Maurice said:
Only because I resent being branded a thief without trial!
This falls under contract law, not criminal law. Once you agree to the
terms of a contract, you remain subject to them. Of course, you can
disobey the agreement (lack of performance) but then, of course, they
can sue. Contract law isn't actual law (it's all "case" law) until a
judge says what is legal or not. Criminal and civil law cannot cover
every conceivable contract made between humans.
Well, there's something to try.
Did you configure the PPPoE in the router to enable the keep-alive
option?
No - not over the weekend.
Note that some ISPs will enforce a maximum session limit simply by
expiring the lease on the IP address they dole out to you. I've not
seen this done in my area but some UK folks bitch about this trick.

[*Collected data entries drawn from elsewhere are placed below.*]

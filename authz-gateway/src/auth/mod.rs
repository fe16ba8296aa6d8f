//! Authorization decisions and authorization code issuance.
//!
//! ## Workflows
//! - Authorize: extract the bearer credential, classify it, look it up and
//!   build a decision scoped to the requested resource
//! - Issue authorization code: validate the request, then run the provider's
//!   two-phase ticket/issue exchange

pub mod credential;
pub mod models;
pub mod policy;
pub mod service;
pub mod validation;
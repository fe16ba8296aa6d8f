use crate::auth::credential::extract_access_token;
use crate::auth::models::{
    AccessTokenEntity, AuthorizationCodeEntity, AuthorizationCodeRequest, AuthorizerEvent,
};
use crate::auth::policy::{build_policy, CapabilityDecision, CredentialClassifier, MarkerClassifier};
use crate::auth::validation::validate_issue_authorization_code;
use crate::errors::AuthError;
use crate::provider::ProviderClient;
use async_trait::async_trait;
use log::{debug, info, warn};
use serde_json::Value;
use std::sync::Arc;

/// Looks up an access token, failing when it is not known or not usable
#[async_trait]
pub trait AccessTokenRepository: Send + Sync {
    async fn fetch(&self, token: &str) -> Result<AccessTokenEntity, AuthError>;
}

/// Entry point of the authorize and issuance workflows
#[derive(Clone)]
pub struct AuthService {
    principal_id: String,
    provider: ProviderClient,
    tokens: Arc<dyn AccessTokenRepository>,
    classifier: Arc<dyn CredentialClassifier>,
}

impl AuthService {
    /// Create a service that looks tokens up through the provider and
    /// classifies credentials by marker
    pub fn new<S: Into<String>>(principal_id: S, provider: ProviderClient) -> Self {
        Self {
            principal_id: principal_id.into(),
            tokens: Arc::new(provider.clone()),
            provider,
            classifier: Arc::new(MarkerClassifier),
        }
    }

    pub fn with_token_repository(mut self, tokens: Arc<dyn AccessTokenRepository>) -> Self {
        self.tokens = tokens;
        self
    }

    pub fn with_classifier(mut self, classifier: Arc<dyn CredentialClassifier>) -> Self {
        self.classifier = classifier;
        self
    }

    /// Decide whether the bearer of the event's credential may invoke its resource
    pub async fn authorize(&self, event: &AuthorizerEvent) -> Result<CapabilityDecision, AuthError> {
        let access_token = extract_access_token(event.authorization_token.as_deref());
        if access_token.is_empty() {
            warn!("Missing or malformed bearer credential");
            return Err(AuthError::Unauthorized);
        }

        let effect = self.classifier.classify(&access_token)?;
        self.tokens.fetch(&access_token).await?;

        debug!("Decided {:?} for resource: {}", effect, event.method_arn);
        Ok(build_policy(
            &self.principal_id,
            Some(effect),
            Some(&event.method_arn),
        ))
    }

    /// Validate a loosely typed issuance request and run the two-phase exchange
    pub async fn issue_authorization_code(
        &self,
        input: Value,
    ) -> Result<AuthorizationCodeEntity, AuthError> {
        let errors = validate_issue_authorization_code(&input);
        if !errors.is_empty() {
            warn!("Authorization code request rejected: {:?}", errors);
            return Err(AuthError::Validation(errors));
        }

        let request: AuthorizationCodeRequest =
            serde_json::from_value(input).map_err(AuthError::internal)?;
        let entity = self.provider.issue_authorization_code(&request).await?;

        info!(
            "Issued authorization code to client_id: {}",
            request.client_id
        );
        Ok(entity)
    }
}
//! Client for the remote authorization provider.
//!
//! Every provider endpoint answers `200` with an `action` discriminator in the
//! body, so a successful status only means the body can be interpreted. The
//! action decoded from that body decides between success, a rejected request
//! and a provider failure.

use crate::config::ProviderConfig;
use crate::errors::AuthError;
use http::StatusCode;
use log::{debug, error};
use reqwest::{Client, RequestBuilder};
use serde::de::DeserializeOwned;
use serde::Serialize;
use thiserror::Error;

pub mod authorization;
pub mod introspection;
pub mod models;

pub(crate) const AUTHORIZATION_PATH: &str = "/api/auth/authorization";
pub(crate) const AUTHORIZATION_ISSUE_PATH: &str = "/api/auth/authorization/issue";
pub(crate) const INTROSPECTION_PATH: &str = "/api/auth/introspection";

/// Errors that can occur when talking to the provider
#[derive(Debug, Error)]
pub enum ProviderError {
    #[error("Failed to send request to provider: {0}")]
    RequestError(#[from] reqwest::Error),
    #[error("Provider request failed with status: {0}")]
    InvalidStatus(StatusCode),
    #[error("Failed to parse provider response: {0}")]
    ParseError(#[from] serde_json::Error),
    #[error("Provider response is missing '{0}'")]
    MissingField(&'static str),
    #[error("Provider rejected the request: {}", .0.as_deref().unwrap_or("no message"))]
    Rejected(Option<String>),
    #[error("Provider failed to process the request: {}", .0.as_deref().unwrap_or("no message"))]
    Failed(Option<String>),
    #[error("Provider did not accept the access token")]
    Unauthorized,
}

impl From<ProviderError> for AuthError {
    fn from(err: ProviderError) -> Self {
        match err {
            ProviderError::RequestError(e) => AuthError::internal(e),
            ProviderError::InvalidStatus(_) => AuthError::InternalServerError(None),
            ProviderError::ParseError(e) => AuthError::internal(e),
            ProviderError::MissingField(field) => {
                AuthError::internal(format!("Provider response is missing '{}'", field))
            }
            ProviderError::Rejected(message) => AuthError::BadRequest(message),
            ProviderError::Failed(message) => AuthError::InternalServerError(message),
            ProviderError::Unauthorized => AuthError::Unauthorized,
        }
    }
}

/// Provider API client authenticated with the service credentials
#[derive(Clone)]
pub struct ProviderClient {
    client: Client,
    config: ProviderConfig,
}

impl ProviderClient {
    /// Create a new provider client from its configuration
    pub fn new(config: &ProviderConfig) -> Result<Self, reqwest::Error> {
        let client = Client::builder()
            .timeout(config.client_timeout())
            .connect_timeout(config.connect_timeout())
            .build()?;

        Ok(Self {
            client,
            config: config.clone(),
        })
    }

    /// POST a form-encoded body and decode the JSON response
    async fn post_form<F: Serialize + ?Sized, R: DeserializeOwned>(
        &self,
        phase: &str,
        path: &str,
        form: &F,
    ) -> Result<R, ProviderError> {
        let request = self.client.post(self.config.url(path)).form(form);
        self.send(phase, request).await
    }

    /// POST a JSON body and decode the JSON response
    async fn post_json<B: Serialize + ?Sized, R: DeserializeOwned>(
        &self,
        phase: &str,
        path: &str,
        body: &B,
    ) -> Result<R, ProviderError> {
        let request = self.client.post(self.config.url(path)).json(body);
        self.send(phase, request).await
    }

    async fn send<R: DeserializeOwned>(
        &self,
        phase: &str,
        request: RequestBuilder,
    ) -> Result<R, ProviderError> {
        let response = request
            .basic_auth(&self.config.api_key, Some(&self.config.api_secret))
            .send()
            .await?;

        // Transport status wins over whatever the body claims
        if !response.status().is_success() {
            let status = response.status();
            let error_text = response.text().await.unwrap_or_default();
            error!("{} failed with status {}: {}", phase, status, error_text);
            return Err(ProviderError::InvalidStatus(status));
        }

        let body = response.bytes().await?;
        debug!("{} answered with {} bytes", phase, body.len());
        Ok(serde_json::from_slice(&body)?)
    }
}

While leased IP addresses are supposed to remain usable long after they
have expired until the client unbinds from them, I remember techies
describing how PPPoE can be forced to drop the bind by directive sent
from the ISP. I'd have to go research it again but I don't use DSL so
it wouldn't help me to rediscover the info. Maybe someone else using
DSL and familiar with this trick can describe it in detail. The ISP
doesn't announce they have a max session quota, their 1st-level call
techs don't know about it, but it can be determined through targeted
testing.
When you say the download aborts, how long has the download be going?
How many hours?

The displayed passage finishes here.